Comprar casa em Portugal, nos dias de hoje, é uma missão difícil e são muitos os fatores que se assumem como um obstáculo para quem quer dar este passo, desde os preços recorde das casas à falta de oferta no mercado imobiliário, passando pelas elevadas taxas de juro no crédito ou até mesmo pelas medidas macroprudenciais do Banco de Portugal.
Ainda assim, parece haver luz ao fundo do túnel para quem, nos últimos anos, enfrentou grandes dificuldades para comprar casa. Não só porque os bancos têm adaptado as respetivas ofertas e campanhas, aplicando taxas fixas (ou mistas) e reduzindo spreads (atualmente, há inclusive bancos que não cobram spread), como também porque o Banco de Portugal reduziu a taxa de stress de 3% para 1,5%, medida que vai tornar mais fácil o acesso ao crédito à habitação.
Tomemos como exemplo uma família com um rendimento total de dois mil euros por mês, sem outros créditos bancários, que pretende contratar um crédito à habitação pelo prazo de 35 anos indexado a uma EURIBOR igual a 4% e com um spread de 1%. Até então, para cumprir o limite da taxa de esforço, esta família conseguiria um financiamento até 140 mil euros, o que corresponderia a uma prestação mensal de cerca de 995 euros. Com o alívio da taxa de stress, esta família já poderá contar com um crédito até 165 mil euros, mantendo o limite da DSTI abaixo dos 50% e com a mesma prestação mensal fictícia de cerca de 995 euros.

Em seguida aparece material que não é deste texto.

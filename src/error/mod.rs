//! Error types and HTTP response handling.
//!
//! This module provides the application's error hierarchy and conversion logic for
//! transforming errors into appropriate HTTP responses. The `AppError` enum serves
//! as the top-level error type that wraps domain-specific errors and implements
//! `IntoResponse` for automatic error handling in API endpoints.

pub mod auth;
pub mod config;

use axum::{
    http::StatusCode,
    response::{IntoResponse, Response},
    Json,
};
use thiserror::Error;
use tracing;

use crate::{
    error::{auth::AuthError, config::ConfigError},
    model::api::ErrorDto,
};

/// Top-level application error type.
///
/// Aggregates all possible error types that can occur in the application and provides
/// automatic conversion to HTTP responses. Most variants use `#[from]` for automatic
/// error conversion. Domain-specific errors like `AuthError` handle their own response
/// mapping, while generic variants provide standard HTTP status codes.
#[derive(Error, Debug)]
pub enum AppError {
    /// Configuration error during startup or environment variable loading.
    ///
    /// Always results in 500 Internal Server Error as configuration issues
    /// prevent normal application operation.
    #[error(transparent)]
    ConfigErr(#[from] ConfigError),

    /// Authentication or authorization error.
    ///
    /// Delegates to `AuthError::into_response()` for custom status code mapping
    /// (401 Unauthorized, 403 Forbidden, etc.).
    #[error(transparent)]
    AuthErr(#[from] AuthError),

    /// Database operation error from SeaORM.
    ///
    /// Results in 500 Internal Server Error with error details logged server-side.
    #[error(transparent)]
    DbErr(#[from] sea_orm::DbErr),

    /// HTTP client request error from reqwest.
    ///
    /// Results in 500 Internal Server Error when external API calls fail.
    #[error(transparent)]
    ReqwestErr(#[from] reqwest::Error),

    /// Multipart form parsing error during photo uploads.
    ///
    /// Results in 400 Bad Request as the uploaded form data was malformed.
    #[error(transparent)]
    MultipartErr(#[from] axum::extract::multipart::MultipartError),

    /// Resource not found error.
    ///
    /// Results in 404 Not Found with the provided error message.
    #[error("{0}")]
    NotFound(String),

    /// Invalid request error.
    ///
    /// Results in 400 Bad Request with the provided error message.
    #[error("{0}")]
    BadRequest(String),

    /// Request conflicts with existing state (duplicate rows, full games, etc.).
    ///
    /// Results in 409 Conflict with the provided error message.
    #[error("{0}")]
    Conflict(String),

    /// Caller is authenticated but not allowed to perform the operation.
    ///
    /// Results in 403 Forbidden with the provided error message.
    #[error("{0}")]
    Forbidden(String),

    /// Internal server error with custom message.
    ///
    /// Results in 500 Internal Server Error. The provided message is logged
    /// but a generic message is returned to the client.
    #[error("{0}")]
    InternalError(String),
}

/// Converts application errors into HTTP responses.
///
/// Maps each error variant to an appropriate HTTP status code and response body.
/// Authentication errors delegate to their own response handling, while other errors
/// use standard mappings. Internal errors are logged with full details but return
/// generic messages to avoid information leakage.
///
/// # Returns
/// - 400 Bad Request - For `BadRequest` and `MultipartErr` variants
/// - 403 Forbidden - For `Forbidden` variant
/// - 404 Not Found - For `NotFound` variant
/// - 409 Conflict - For `Conflict` variant
/// - 500 Internal Server Error - For all other error types
/// - Variable - For `AuthErr`, delegated to `AuthError::into_response()`
impl IntoResponse for AppError {
    fn into_response(self) -> axum::response::Response {
        match self {
            Self::AuthErr(err) => err.into_response(),
            Self::NotFound(msg) => {
                (StatusCode::NOT_FOUND, Json(ErrorDto { error: msg })).into_response()
            }
            Self::BadRequest(msg) => {
                (StatusCode::BAD_REQUEST, Json(ErrorDto { error: msg })).into_response()
            }
            Self::Conflict(msg) => {
                (StatusCode::CONFLICT, Json(ErrorDto { error: msg })).into_response()
            }
            Self::Forbidden(msg) => {
                (StatusCode::FORBIDDEN, Json(ErrorDto { error: msg })).into_response()
            }
            Self::MultipartErr(err) => (
                StatusCode::BAD_REQUEST,
                Json(ErrorDto {
                    error: err.to_string(),
                }),
            )
                .into_response(),
            Self::InternalError(msg) => {
                tracing::error!("Internal error: {}", msg);
                (
                    StatusCode::INTERNAL_SERVER_ERROR,
                    Json(ErrorDto {
                        error: "Internal server error".to_string(),
                    }),
                )
                    .into_response()
            }
            err => InternalServerError(err).into_response(),
        }
    }
}

/// Wrapper type for converting any displayable error into a 500 Internal Server Error response.
///
/// This struct logs the error message and returns a generic "Internal server error" message
/// to the client to avoid leaking implementation details. Used as a fallback for errors that
/// don't have specific HTTP response mappings.
pub struct InternalServerError<E>(pub E);

/// Converts wrapped errors into 500 Internal Server Error responses.
///
/// Logs the full error message for debugging, but returns a generic error message to the
/// client to avoid exposing internal implementation details or sensitive information.
impl<E: std::fmt::Display> IntoResponse for InternalServerError<E> {
    fn into_response(self) -> Response {
        tracing::error!("{}", self.0);

        (
            StatusCode::INTERNAL_SERVER_ERROR,
            Json(ErrorDto {
                error: "Internal server error".to_string(),
            }),
        )
            .into_response()
    }
}
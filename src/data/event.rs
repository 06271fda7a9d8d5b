//! Event data repository. Mirrors the session repository minus the agenda query.

use sea_orm::{
    ActiveModelTrait, ActiveValue, ColumnTrait, DatabaseConnection, DbErr, EntityTrait,
    ModelTrait, QueryFilter, QueryOrder,
};
use uuid::Uuid;

use crate::model::event::{CreateEventDto, UpdateEventDto};

/// Repository providing database operations for side events.
pub struct EventRepository<'a> {
    db: &'a DatabaseConnection,
}

impl<'a> EventRepository<'a> {
    pub fn new(db: &'a DatabaseConnection) -> Self {
        Self { db }
    }

    pub async fn create(
        &self,
        game_id: Uuid,
        dto: CreateEventDto,
    ) -> Result<entity::event::Model, DbErr> {
        entity::event::ActiveModel {
            id: ActiveValue::Set(Uuid::new_v4()),
            game_id: ActiveValue::Set(game_id),
            name: ActiveValue::Set(dto.name),
            is_presential: ActiveValue::Set(dto.is_presential),
            datetime: ActiveValue::Set(dto.datetime),
            place: ActiveValue::Set(dto.place),
            observations: ActiveValue::Set(dto.observations),
        }
        .insert(self.db)
        .await
    }

    pub async fn find_by_id(&self, id: Uuid) -> Result<Option<entity::event::Model>, DbErr> {
        entity::prelude::Event::find_by_id(id).one(self.db).await
    }

    /// Gets all events of a game ordered by scheduled time.
    pub async fn find_by_game(&self, game_id: Uuid) -> Result<Vec<entity::event::Model>, DbErr> {
        entity::prelude::Event::find()
            .filter(entity::event::Column::GameId.eq(game_id))
            .order_by_asc(entity::event::Column::Datetime)
            .all(self.db)
            .await
    }

    /// Applies a partial update. Only fields present in the DTO are written.
    pub async fn update(
        &self,
        event: entity::event::Model,
        dto: UpdateEventDto,
    ) -> Result<entity::event::Model, DbErr> {
        let mut active: entity::event::ActiveModel = event.into();

        if let Some(name) = dto.name {
            active.name = ActiveValue::Set(name);
        }
        if let Some(is_presential) = dto.is_presential {
            active.is_presential = ActiveValue::Set(Some(is_presential));
        }
        if let Some(datetime) = dto.datetime {
            active.datetime = ActiveValue::Set(Some(datetime));
        }
        if let Some(place) = dto.place {
            active.place = ActiveValue::Set(Some(place));
        }
        if let Some(observations) = dto.observations {
            active.observations = ActiveValue::Set(Some(observations));
        }

        active.update(self.db).await
    }

    pub async fn delete(&self, event: entity::event::Model) -> Result<(), DbErr> {
        event.delete(self.db).await?;
        Ok(())
    }
}
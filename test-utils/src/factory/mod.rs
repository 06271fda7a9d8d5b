//! Factory methods for creating test data.
//!
//! This module provides factory methods for creating test entities with sensible
//! defaults, reducing boilerplate in tests. Factories automatically handle
//! dependencies and foreign key relationships, making tests more concise and
//! maintainable.
//!
//! # Basic Usage
//!
//! ```rust,ignore
//! use test_utils::factory;
//!
//! #[tokio::test]
//! async fn test_example() -> Result<(), sea_orm::DbErr> {
//!     let db = /* ... */;
//!
//!     // Create with defaults
//!     let user = factory::user::create_user(&db).await?;
//!     let game = factory::game::create_game(&db).await?;
//!
//!     // Create a game together with its owner subscription
//!     let (owner, game, subscription) =
//!         factory::helpers::create_game_with_owner(&db).await?;
//!
//!     Ok(())
//! }
//! ```
//!
//! # Customization
//!
//! Use the factory builders for custom values:
//!
//! ```rust,ignore
//! let game = factory::game::GameFactory::new(&db)
//!     .name("Curse of Strahd")
//!     .is_public(false)
//!     .max_players(5)
//!     .build()
//!     .await?;
//! ```

pub mod character_sheet;
pub mod event;
pub mod friend_request;
pub mod game;
pub mod helpers;
pub mod join_request;
pub mod message;
pub mod notification;
pub mod private_message;
pub mod session;
pub mod subscription;
pub mod theme;
pub mod user;

// Re-export commonly used factory functions for concise usage
pub use character_sheet::create_character_sheet;
pub use event::create_event;
pub use friend_request::{create_friend_request, create_friendship};
pub use game::create_game;
pub use join_request::create_join_request;
pub use message::create_message;
pub use notification::create_notification;
pub use private_message::create_private_message;
pub use session::create_session;
pub use subscription::{create_owner_subscription, create_subscription};
pub use theme::create_theme;
pub use user::create_user;
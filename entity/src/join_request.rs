use sea_orm::entity::prelude::*;

#[derive(Clone, Debug, PartialEq, DeriveEntityModel)]
#[sea_orm(table_name = "join_requests")]
pub struct Model {
    #[sea_orm(primary_key, auto_increment = false)]
    pub id: Uuid,
    pub user_id: Uuid,
    pub game_id: Uuid,
    #[sea_orm(column_type = "Text", nullable)]
    pub message: Option<String>,
    pub status: String,
    pub created_at: DateTimeUtc,
}

#[derive(Copy, Clone, Debug, EnumIter, DeriveRelation)]
pub enum Relation {
    #[sea_orm(
        belongs_to = "super::user::Entity",
        from = "Column::UserId",
        to = "super::user::Column::Id"
    )]
    User,
    #[sea_orm(
        belongs_to = "super::game::Entity",
        from = "Column::GameId",
        to = "super::game::Column::Id"
    )]
    Game,
}

impl Related<super::user::Entity> for Entity {
    fn to() -> RelationDef {
        Relation::User.def()
    }
}

impl Related<super::game::Entity> for Entity {
    fn to() -> RelationDef {
        Relation::Game.def()
    }
}

impl ActiveModelBehavior for ActiveModel {}
use sea_orm::entity::prelude::*;

#[derive(Clone, Debug, PartialEq, DeriveEntityModel)]
#[sea_orm(table_name = "users_events")]
pub struct Model {
    #[sea_orm(primary_key, auto_increment = false)]
    pub user_id: Uuid,
    #[sea_orm(primary_key, auto_increment = false)]
    pub event_id: Uuid,
    pub confirm_assist: Option<bool>,
}

#[derive(Copy, Clone, Debug, EnumIter, DeriveRelation)]
pub enum Relation {
    #[sea_orm(
        belongs_to = "super::user::Entity",
        from = "Column::UserId",
        to = "super::user::Column::Id"
    )]
    User,
    #[sea_orm(
        belongs_to = "super::event::Entity",
        from = "Column::EventId",
        to = "super::event::Column::Id"
    )]
    Event,
}

impl Related<super::user::Entity> for Entity {
    fn to() -> RelationDef {
        Relation::User.def()
    }
}

impl Related<super::event::Entity> for Entity {
    fn to() -> RelationDef {
        Relation::Event.def()
    }
}

impl ActiveModelBehavior for ActiveModel {}
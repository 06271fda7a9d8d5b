//! Game chat message. Either `content`, `image_url` or both are set.

use sea_orm::entity::prelude::*;

#[derive(Clone, Debug, PartialEq, DeriveEntityModel)]
#[sea_orm(table_name = "messages")]
pub struct Model {
    #[sea_orm(primary_key, auto_increment = false)]
    pub id: Uuid,
    pub game_id: Uuid,
    pub user_id: Uuid,
    #[sea_orm(column_type = "Text", nullable)]
    pub content: Option<String>,
    pub image_url: Option<String>,
    pub created_at: DateTimeUtc,
}

#[derive(Copy, Clone, Debug, EnumIter, DeriveRelation)]
pub enum Relation {
    #[sea_orm(
        belongs_to = "super::game::Entity",
        from = "Column::GameId",
        to = "super::game::Column::Id"
    )]
    Game,
    #[sea_orm(
        belongs_to = "super::user::Entity",
        from = "Column::UserId",
        to = "super::user::Column::Id"
    )]
    User,
}

impl Related<super::game::Entity> for Entity {
    fn to() -> RelationDef {
        Relation::Game.def()
    }
}

impl Related<super::user::Entity> for Entity {
    fn to() -> RelationDef {
        Relation::User.def()
    }
}

impl ActiveModelBehavior for ActiveModel {}
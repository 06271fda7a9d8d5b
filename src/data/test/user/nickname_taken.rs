use super::*;

/// Tests that a nickname already in use is reported as taken.
///
/// Expected: Ok(true)
#[tokio::test]
async fn reports_taken_nickname() -> Result<(), DbErr> {
    let test = TestBuilder::new()
        .with_table(entity::prelude::User)
        .build()
        .await
        .unwrap();
    let db = test.db.as_ref().unwrap();

    factory::user::UserFactory::new(db)
        .nickname("DungeonMaster")
        .build()
        .await?;

    let repo = UserRepository::new(db);
    assert!(repo.nickname_taken("DungeonMaster", None).await?);

    Ok(())
}

/// Tests that an unused nickname is reported as free.
///
/// Expected: Ok(false)
#[tokio::test]
async fn reports_free_nickname() -> Result<(), DbErr> {
    let test = TestBuilder::new()
        .with_table(entity::prelude::User)
        .build()
        .await
        .unwrap();
    let db = test.db.as_ref().unwrap();

    let repo = UserRepository::new(db);
    assert!(!repo.nickname_taken("DungeonMaster", None).await?);

    Ok(())
}

/// Tests that the excluded user keeps their own nickname.
///
/// A profile update resubmitting the current nickname must not count as a
/// collision with the updating user's own row.
///
/// Expected: Ok(false) when the only match is the excluded user
#[tokio::test]
async fn excludes_own_nickname() -> Result<(), DbErr> {
    let test = TestBuilder::new()
        .with_table(entity::prelude::User)
        .build()
        .await
        .unwrap();
    let db = test.db.as_ref().unwrap();

    let user = factory::user::UserFactory::new(db)
        .nickname("DungeonMaster")
        .build()
        .await?;

    let repo = UserRepository::new(db);
    assert!(!repo.nickname_taken("DungeonMaster", Some(user.id)).await?);

    Ok(())
}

Recorde-se que a taxa de stress foi criada no pós-crise 2008, altura em que a excessiva facilidade no acesso ao crédito, a par das elevadas taxas de juro e de desemprego, levaram a inúmeras situações de incumprimento no pagamento. Perante esta conjuntura altamente lesiva para a banca e para os portugueses, o Banco de Portugal criou a taxa de stress que tinha a seguinte premissa: se os rendimentos reduzirem 50% e as taxas de juro aumentarem 3pp o cliente ainda se encontra numa posição financeiramente confortável que lhe permita pagar as restantes despesas? Caso a resposta fosse positiva, existia viabilidade para contrair o crédito habitação
Se na altura esta foi uma medida fundamental para garantir a sustentabilidade financeira da banca, a verdade é que, nos tempos mais recentes, a taxa de stress estava a impedir que muitos portugueses conseguissem aceder a crédito para comprar casa. Desde janeiro de 2023, estima-se que 30% dos processos de crédito à habitação recusados teriam merecido aprovação caso a taxa de stress estivesse fixada em 1,5%, o que indica que esta revisão, embora extremamente positiva, peca por tardia.
Há quem se questione agora se a redução desta taxa pode vir a resultar em novo cenário de incumprimento no futuro, uma reflexão legítima tendo em conta o que sucedeu no passado. Na minha opinião, não. Esta taxa de 1,5% é suficiente para garantir a sustentabilidade da banca e são vários os indícios que apontam nesse sentido.
As taxas de juro tiveram o aumento mais repentino desde que há registo e tudo indica que não aumentarão muito mais. Os últimos aumentos já foram, de resto, mais reduzidos e os sinais do BCE vão no sentido de que as taxas de juro deverão estar perto de atingir o seu pico.
O valor máximo histórico das taxas de juro foi atingido em 2008, quando estas chegaram aos 5,2%. Hoje a EURIBOR ronda os 4%. Significa isso que se aumentasse mais 3pp, estaríamos perante o pior cenário financeiro da história, algo que é completamente improvável.
Por fim, importa relembrar que a subida das taxas de juro no crédito à habitação foi uma das medidas implementadas pelo BCE para contrariar a escalada da inflação. A inflação começa agora a dar sinais de estar a ceder, levando a crer que a EURIBOR acompanhará essa tendência.